==== RECORDS FOR THE EXERCISE ====
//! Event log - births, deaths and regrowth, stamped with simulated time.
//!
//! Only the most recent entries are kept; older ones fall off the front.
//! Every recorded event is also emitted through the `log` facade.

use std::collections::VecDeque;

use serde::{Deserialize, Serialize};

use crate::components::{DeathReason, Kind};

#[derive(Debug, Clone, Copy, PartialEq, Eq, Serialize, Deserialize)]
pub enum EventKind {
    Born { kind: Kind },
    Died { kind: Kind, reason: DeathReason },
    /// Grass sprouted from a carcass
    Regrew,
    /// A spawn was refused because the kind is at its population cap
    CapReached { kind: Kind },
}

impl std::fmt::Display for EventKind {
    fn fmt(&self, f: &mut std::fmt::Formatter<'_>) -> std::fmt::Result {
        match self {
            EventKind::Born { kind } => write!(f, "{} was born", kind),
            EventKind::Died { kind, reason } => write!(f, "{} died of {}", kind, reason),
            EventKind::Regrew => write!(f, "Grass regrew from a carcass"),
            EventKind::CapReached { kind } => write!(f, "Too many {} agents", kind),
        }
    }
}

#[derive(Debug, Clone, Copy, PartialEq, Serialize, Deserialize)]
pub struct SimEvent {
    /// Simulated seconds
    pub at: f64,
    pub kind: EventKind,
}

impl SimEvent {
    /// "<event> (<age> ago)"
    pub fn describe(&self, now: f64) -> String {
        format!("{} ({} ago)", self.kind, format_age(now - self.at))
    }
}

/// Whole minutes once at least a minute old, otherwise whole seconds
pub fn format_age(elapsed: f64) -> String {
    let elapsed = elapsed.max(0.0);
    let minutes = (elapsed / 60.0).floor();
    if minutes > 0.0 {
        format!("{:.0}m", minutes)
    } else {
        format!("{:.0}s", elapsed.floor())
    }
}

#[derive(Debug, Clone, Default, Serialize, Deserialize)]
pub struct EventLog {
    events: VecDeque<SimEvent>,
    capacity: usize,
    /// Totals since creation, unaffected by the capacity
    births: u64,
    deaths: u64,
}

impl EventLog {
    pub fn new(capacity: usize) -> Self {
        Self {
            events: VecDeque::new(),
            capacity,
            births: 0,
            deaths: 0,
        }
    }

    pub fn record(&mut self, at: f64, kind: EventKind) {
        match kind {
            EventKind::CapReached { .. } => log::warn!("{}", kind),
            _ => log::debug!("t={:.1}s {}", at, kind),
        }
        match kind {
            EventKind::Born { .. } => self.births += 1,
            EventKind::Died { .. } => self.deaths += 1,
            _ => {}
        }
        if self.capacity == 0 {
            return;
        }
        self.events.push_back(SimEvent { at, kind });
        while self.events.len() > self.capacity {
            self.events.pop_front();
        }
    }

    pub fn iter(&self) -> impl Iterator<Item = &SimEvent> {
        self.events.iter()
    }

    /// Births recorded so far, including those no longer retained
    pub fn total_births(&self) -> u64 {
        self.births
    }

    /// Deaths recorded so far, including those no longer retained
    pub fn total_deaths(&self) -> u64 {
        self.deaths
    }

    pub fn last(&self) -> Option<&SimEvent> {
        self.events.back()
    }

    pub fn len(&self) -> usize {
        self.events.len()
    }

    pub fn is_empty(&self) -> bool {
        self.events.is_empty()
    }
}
====
==== RECORDS FOR THE EXERCISE ====
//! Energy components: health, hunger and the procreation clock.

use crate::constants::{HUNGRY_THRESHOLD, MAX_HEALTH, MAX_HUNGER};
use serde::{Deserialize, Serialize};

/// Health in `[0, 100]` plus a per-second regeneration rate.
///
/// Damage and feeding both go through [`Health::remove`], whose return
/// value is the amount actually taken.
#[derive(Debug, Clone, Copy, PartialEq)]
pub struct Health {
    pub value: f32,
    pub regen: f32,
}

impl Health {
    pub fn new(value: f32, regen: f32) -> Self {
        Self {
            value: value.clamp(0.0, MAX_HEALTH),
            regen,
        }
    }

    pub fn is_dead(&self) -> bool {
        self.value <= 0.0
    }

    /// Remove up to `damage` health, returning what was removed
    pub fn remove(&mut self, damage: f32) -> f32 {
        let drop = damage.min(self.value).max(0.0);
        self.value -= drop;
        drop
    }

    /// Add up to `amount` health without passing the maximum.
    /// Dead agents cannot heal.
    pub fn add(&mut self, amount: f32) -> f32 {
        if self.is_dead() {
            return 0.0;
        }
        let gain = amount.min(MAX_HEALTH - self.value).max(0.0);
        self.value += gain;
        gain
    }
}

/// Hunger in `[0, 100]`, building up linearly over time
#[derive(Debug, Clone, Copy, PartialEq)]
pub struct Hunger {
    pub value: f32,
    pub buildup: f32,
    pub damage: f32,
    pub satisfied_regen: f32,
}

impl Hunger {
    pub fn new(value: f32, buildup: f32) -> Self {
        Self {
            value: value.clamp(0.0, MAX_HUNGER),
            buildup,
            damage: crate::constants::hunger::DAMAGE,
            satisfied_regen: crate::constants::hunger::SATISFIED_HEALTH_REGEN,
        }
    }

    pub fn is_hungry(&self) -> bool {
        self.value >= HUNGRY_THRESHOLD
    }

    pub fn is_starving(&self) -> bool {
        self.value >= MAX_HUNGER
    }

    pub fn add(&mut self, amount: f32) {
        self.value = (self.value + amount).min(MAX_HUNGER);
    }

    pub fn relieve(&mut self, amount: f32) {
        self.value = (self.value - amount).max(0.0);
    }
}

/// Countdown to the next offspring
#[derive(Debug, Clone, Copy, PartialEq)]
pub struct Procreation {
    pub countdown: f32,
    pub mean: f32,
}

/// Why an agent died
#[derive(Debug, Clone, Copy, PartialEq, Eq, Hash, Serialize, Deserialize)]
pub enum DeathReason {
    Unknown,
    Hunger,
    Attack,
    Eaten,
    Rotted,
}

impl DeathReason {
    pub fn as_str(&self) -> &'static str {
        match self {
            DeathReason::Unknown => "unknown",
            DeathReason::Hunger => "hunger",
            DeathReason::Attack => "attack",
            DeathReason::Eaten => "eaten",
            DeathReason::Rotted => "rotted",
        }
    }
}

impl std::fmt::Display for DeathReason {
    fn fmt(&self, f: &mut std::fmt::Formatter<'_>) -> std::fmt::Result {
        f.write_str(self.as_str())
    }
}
====
> _TASK TO CARRY OUT_: What is the number of lines in the records that contain the word "VecDeque"? Answer with the number and nothing else.

> _EXERCISE SOLUTION_: 3